A search of the C. elegans genome database has revealed a total of 6 core 2 N-acetylglucosaminyltransferase (Core 2 GlcNAc-T) homologues. Of these six, no single homologue appears to be more significantly similar to its mammalian counterpart than any other. We have undertaken studies to determine the function in C. elegans of all of the members of this family. To this end, cDNA clones have been isolated by RT-PCR for all six homologues. Overall, the observed splice junctions are in good agreement with those predicted by Gene Finder. cDNA fragments have been used to conduct RNA interference experiments for C54C8.11, F22D6.11 and F22D6.12. gld-1
injected in parallel was used as the positive control. The core 2 GlcNAc-T RNAi's have yielded no obvious aberrant phenotypes.
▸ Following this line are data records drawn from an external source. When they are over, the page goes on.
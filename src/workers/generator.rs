//! 通用助手（生成器）
//!
//! system 指令 + 历史对话 + 当前消息 → LLM 回复。
//! 挂载工具时，LLM 可先回复工具调用 JSON，结果作为新一轮输入返回，直到给出普通回复。
//! 可挂载 MCP 服务器地址：initialize 时仅保留 http/https 地址，其余记录告警后丢弃。

use std::sync::{Arc, OnceLock};

use async_trait::async_trait;

use crate::core::AgentError;
use crate::llm::LlmClient;
use crate::memory::Message;
use crate::tools::{parse_tool_call, ToolRegistry};
use crate::workers::prompts::{agent_instructions, tool_instructions};
use crate::workers::{Generator, Lifecycle};

pub struct ReasoningAgent {
    llm: Arc<dyn LlmClient>,
    language: String,
    verbose: bool,
    mcp_urls: Vec<String>,
    active_mcp_urls: OnceLock<Vec<String>>,
    tools: Arc<ToolRegistry>,
    max_tool_rounds: usize,
}

pub const DEFAULT_MAX_TOOL_ROUNDS: usize = 3;

impl ReasoningAgent {
    pub fn new(llm: Arc<dyn LlmClient>, language: impl Into<String>) -> Self {
        Self {
            llm,
            language: language.into(),
            verbose: false,
            mcp_urls: Vec::new(),
            active_mcp_urls: OnceLock::new(),
            tools: Arc::new(ToolRegistry::new()),
            max_tool_rounds: DEFAULT_MAX_TOOL_ROUNDS,
        }
    }

    pub fn with_tools(mut self, tools: Arc<ToolRegistry>) -> Self {
        self.tools = tools;
        self
    }

    /// 单次回复内最多执行的工具调用次数
    pub fn with_max_tool_rounds(mut self, rounds: usize) -> Self {
        self.max_tool_rounds = rounds;
        self
    }

    pub fn with_mcp_urls(mut self, urls: Vec<String>) -> Self {
        self.mcp_urls = urls;
        self
    }

    pub fn with_verbose(mut self, verbose: bool) -> Self {
        self.verbose = verbose;
        self
    }

    /// initialize 之后通过校验的 MCP 地址；未初始化时为空
    pub fn active_mcp_urls(&self) -> &[String] {
        self.active_mcp_urls.get().map(Vec::as_slice).unwrap_or(&[])
    }

    fn build_messages(&self, message: &str, history: &[Message]) -> Vec<Message> {
        let mut messages = Vec::with_capacity(history.len() + 2);
        let mut system = agent_instructions(&self.language);
        if !self.tools.is_empty() {
            system.push_str("\n\n");
            system.push_str(&tool_instructions(&self.tools.to_schema_json()));
        }
        messages.push(Message::system(system));
        messages.extend(history.iter().cloned());
        messages.push(Message::user(message));
        messages
    }
}

#[async_trait]
impl Lifecycle for ReasoningAgent {
    async fn initialize(&self) -> Result<(), AgentError> {
        let accepted: Vec<String> = self
            .mcp_urls
            .iter()
            .filter(|url| {
                let ok = url.starts_with("http://") || url.starts_with("https://");
                if !ok {
                    tracing::warn!(url = %url, "Invalid MCP URL format, skipping");
                }
                ok
            })
            .cloned()
            .collect();

        if !accepted.is_empty() {
            tracing::info!(count = accepted.len(), "MCP servers enabled for agent");
        }
        let _ = self.active_mcp_urls.set(accepted);
        Ok(())
    }
}

#[async_trait]
impl Generator for ReasoningAgent {
    async fn respond(&self, message: &str, history: &[Message]) -> Result<String, AgentError> {
        let mut messages = self.build_messages(message, history);
        let mut rounds = 0;

        loop {
            let output = self
                .llm
                .complete(&messages)
                .await
                .map_err(AgentError::LlmError)?;

            if self.verbose {
                let (prompt, completion, total) = self.llm.token_usage();
                tracing::debug!(prompt, completion, total, "agent token usage");
            }

            let call = if self.tools.is_empty() {
                None
            } else {
                parse_tool_call(&output)
            };
            let Some(call) = call else {
                return Ok(output);
            };

            if rounds >= self.max_tool_rounds {
                return Err(AgentError::LlmError(format!(
                    "agent exceeded {} tool calls",
                    self.max_tool_rounds
                )));
            }
            rounds += 1;

            let observation = match self.tools.execute(&call.tool, call.args).await {
                Ok(result) => result,
                Err(e) => format!("Error: {e}"),
            };
            tracing::info!(tool = %call.tool, round = rounds, "agent tool call");

            messages.push(Message::assistant(output));
            messages.push(Message::user(format!(
                "Tool `{}` returned: {observation}",
                call.tool
            )));
        }
    }
}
Fully coding cDNA constructs of all 6 family members are being derived and transgenic lines developed that express these gene-products under the control of the heat-shock promoter. Induced protein will be immunopurified and tested for enzyme activity. Tc1 mediated mutagenesis has been used to isolate a 2 bp frameshift allele (ev686
) of F44F4.6 ( gly-1
). This causes premature termination of the polypeptide prior to the putative catalytic domain and is presumably null. Phenotypic characterization of this strain has revealed a ray 1 defect in male tails. The defect shows incomplete penetrance and is temperature sensitive with respect to its penetrance. Work is in progress to determine if the defect is due to a mispositioning, fusion or loss of the ray.